## What you should do
Please repeat the lines below exactly. Begin with the line containing "FreeCAD component schemas" and go on through the line containing "pub enum SchemaError".

## Records supplied
++++++++++++++++++++
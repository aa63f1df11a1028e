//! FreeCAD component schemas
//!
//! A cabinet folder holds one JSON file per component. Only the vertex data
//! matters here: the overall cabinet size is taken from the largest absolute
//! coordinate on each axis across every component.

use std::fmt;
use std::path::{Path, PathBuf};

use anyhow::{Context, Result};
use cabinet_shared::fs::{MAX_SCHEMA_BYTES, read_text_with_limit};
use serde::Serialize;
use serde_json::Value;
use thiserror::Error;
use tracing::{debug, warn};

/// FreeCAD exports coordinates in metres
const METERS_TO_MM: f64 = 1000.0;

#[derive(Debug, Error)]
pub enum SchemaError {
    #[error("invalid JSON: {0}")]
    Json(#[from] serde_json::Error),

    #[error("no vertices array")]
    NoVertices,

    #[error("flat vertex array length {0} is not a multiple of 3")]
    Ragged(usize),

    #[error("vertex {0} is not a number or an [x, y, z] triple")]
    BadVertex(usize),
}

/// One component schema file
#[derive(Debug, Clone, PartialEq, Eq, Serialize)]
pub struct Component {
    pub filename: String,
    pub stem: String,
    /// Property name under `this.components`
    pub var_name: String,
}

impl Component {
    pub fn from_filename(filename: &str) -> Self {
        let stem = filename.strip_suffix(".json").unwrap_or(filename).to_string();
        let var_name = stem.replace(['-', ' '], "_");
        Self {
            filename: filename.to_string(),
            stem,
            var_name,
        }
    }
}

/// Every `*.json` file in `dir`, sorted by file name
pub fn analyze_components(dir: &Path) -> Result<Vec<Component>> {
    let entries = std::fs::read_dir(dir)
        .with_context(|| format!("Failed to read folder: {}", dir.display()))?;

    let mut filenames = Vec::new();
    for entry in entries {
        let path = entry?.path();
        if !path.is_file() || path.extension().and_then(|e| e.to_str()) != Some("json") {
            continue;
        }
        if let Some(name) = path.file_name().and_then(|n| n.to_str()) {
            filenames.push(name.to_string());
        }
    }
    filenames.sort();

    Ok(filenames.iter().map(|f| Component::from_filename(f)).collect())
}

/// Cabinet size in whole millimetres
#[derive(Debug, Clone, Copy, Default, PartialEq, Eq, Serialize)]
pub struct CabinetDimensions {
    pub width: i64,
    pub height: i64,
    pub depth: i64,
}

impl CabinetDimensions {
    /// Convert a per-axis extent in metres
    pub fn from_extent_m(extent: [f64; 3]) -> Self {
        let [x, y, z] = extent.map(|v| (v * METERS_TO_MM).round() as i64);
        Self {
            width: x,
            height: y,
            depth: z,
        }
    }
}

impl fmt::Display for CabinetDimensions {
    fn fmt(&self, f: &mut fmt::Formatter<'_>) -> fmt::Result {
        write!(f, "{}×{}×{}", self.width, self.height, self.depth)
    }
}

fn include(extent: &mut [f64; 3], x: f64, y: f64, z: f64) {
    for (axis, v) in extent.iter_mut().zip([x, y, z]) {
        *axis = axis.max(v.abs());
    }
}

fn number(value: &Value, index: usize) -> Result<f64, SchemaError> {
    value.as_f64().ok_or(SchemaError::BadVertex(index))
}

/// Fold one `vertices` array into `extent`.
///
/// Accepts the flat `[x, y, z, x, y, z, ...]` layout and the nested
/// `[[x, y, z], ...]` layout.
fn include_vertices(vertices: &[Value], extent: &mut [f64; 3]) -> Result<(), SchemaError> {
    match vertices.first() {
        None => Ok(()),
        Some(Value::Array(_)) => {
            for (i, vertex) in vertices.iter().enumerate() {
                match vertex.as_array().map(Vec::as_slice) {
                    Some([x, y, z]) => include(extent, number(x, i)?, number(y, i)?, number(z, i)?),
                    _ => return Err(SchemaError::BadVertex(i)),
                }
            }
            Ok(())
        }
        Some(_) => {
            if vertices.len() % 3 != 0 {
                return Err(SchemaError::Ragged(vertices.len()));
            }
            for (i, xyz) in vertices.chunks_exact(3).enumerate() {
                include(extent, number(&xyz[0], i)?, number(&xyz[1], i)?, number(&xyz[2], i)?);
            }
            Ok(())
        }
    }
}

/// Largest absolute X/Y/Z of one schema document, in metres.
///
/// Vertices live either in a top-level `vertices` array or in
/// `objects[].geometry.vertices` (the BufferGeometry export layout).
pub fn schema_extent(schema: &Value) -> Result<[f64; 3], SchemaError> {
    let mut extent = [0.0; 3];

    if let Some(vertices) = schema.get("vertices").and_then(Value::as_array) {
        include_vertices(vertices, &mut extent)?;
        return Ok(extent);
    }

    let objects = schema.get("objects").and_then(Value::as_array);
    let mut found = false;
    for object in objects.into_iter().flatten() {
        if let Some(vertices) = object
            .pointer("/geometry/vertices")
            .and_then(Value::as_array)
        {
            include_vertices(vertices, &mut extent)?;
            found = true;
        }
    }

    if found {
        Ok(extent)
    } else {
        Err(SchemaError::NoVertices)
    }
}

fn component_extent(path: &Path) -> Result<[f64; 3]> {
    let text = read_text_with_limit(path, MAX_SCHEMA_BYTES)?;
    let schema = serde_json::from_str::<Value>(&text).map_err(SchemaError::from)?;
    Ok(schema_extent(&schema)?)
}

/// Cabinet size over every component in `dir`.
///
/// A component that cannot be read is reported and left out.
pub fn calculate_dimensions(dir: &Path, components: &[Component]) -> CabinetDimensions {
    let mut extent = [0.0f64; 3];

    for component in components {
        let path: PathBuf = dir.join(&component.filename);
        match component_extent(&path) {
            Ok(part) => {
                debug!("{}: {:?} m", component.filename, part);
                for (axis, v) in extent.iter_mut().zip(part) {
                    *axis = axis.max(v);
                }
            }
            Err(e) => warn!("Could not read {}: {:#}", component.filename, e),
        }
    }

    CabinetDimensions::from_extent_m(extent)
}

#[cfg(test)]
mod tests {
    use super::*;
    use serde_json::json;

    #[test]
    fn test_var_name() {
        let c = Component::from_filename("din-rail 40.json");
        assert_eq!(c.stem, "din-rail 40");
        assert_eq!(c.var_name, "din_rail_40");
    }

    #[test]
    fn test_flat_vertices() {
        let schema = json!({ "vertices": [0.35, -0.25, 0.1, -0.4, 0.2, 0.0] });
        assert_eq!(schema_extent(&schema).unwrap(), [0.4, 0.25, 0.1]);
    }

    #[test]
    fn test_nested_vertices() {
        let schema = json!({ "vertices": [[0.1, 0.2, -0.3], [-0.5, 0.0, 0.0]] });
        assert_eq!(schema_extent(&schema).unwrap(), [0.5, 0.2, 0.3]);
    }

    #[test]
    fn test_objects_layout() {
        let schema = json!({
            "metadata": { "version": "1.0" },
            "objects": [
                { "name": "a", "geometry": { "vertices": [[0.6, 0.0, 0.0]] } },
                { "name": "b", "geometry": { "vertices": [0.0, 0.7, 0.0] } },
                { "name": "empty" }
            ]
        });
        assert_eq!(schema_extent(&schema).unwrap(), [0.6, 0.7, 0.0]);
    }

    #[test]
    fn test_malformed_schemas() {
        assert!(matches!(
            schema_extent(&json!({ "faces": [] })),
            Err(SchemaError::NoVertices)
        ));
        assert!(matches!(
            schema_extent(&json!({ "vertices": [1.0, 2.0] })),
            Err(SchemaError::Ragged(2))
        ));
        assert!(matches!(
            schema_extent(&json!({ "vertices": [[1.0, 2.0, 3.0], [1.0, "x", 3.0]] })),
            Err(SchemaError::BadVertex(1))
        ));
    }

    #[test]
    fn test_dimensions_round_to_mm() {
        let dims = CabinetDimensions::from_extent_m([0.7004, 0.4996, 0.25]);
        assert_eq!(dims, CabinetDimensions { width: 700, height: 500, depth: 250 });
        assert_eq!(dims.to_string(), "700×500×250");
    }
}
++++++++++++++++++++
## Response for this exercise
//! FreeCAD component schemas
//!
//! A cabinet folder holds one JSON file per component. Only the vertex data
//! matters here: the overall cabinet size is taken from the largest absolute
//! coordinate on each axis across every component.

use std::fmt;
use std::path::{Path, PathBuf};

use anyhow::{Context, Result};
use cabinet_shared::fs::{MAX_SCHEMA_BYTES, read_text_with_limit};
use serde::Serialize;
use serde_json::Value;
use thiserror::Error;
use tracing::{debug, warn};

/// FreeCAD exports coordinates in metres
const METERS_TO_MM: f64 = 1000.0;

#[derive(Debug, Error)]
pub enum SchemaError {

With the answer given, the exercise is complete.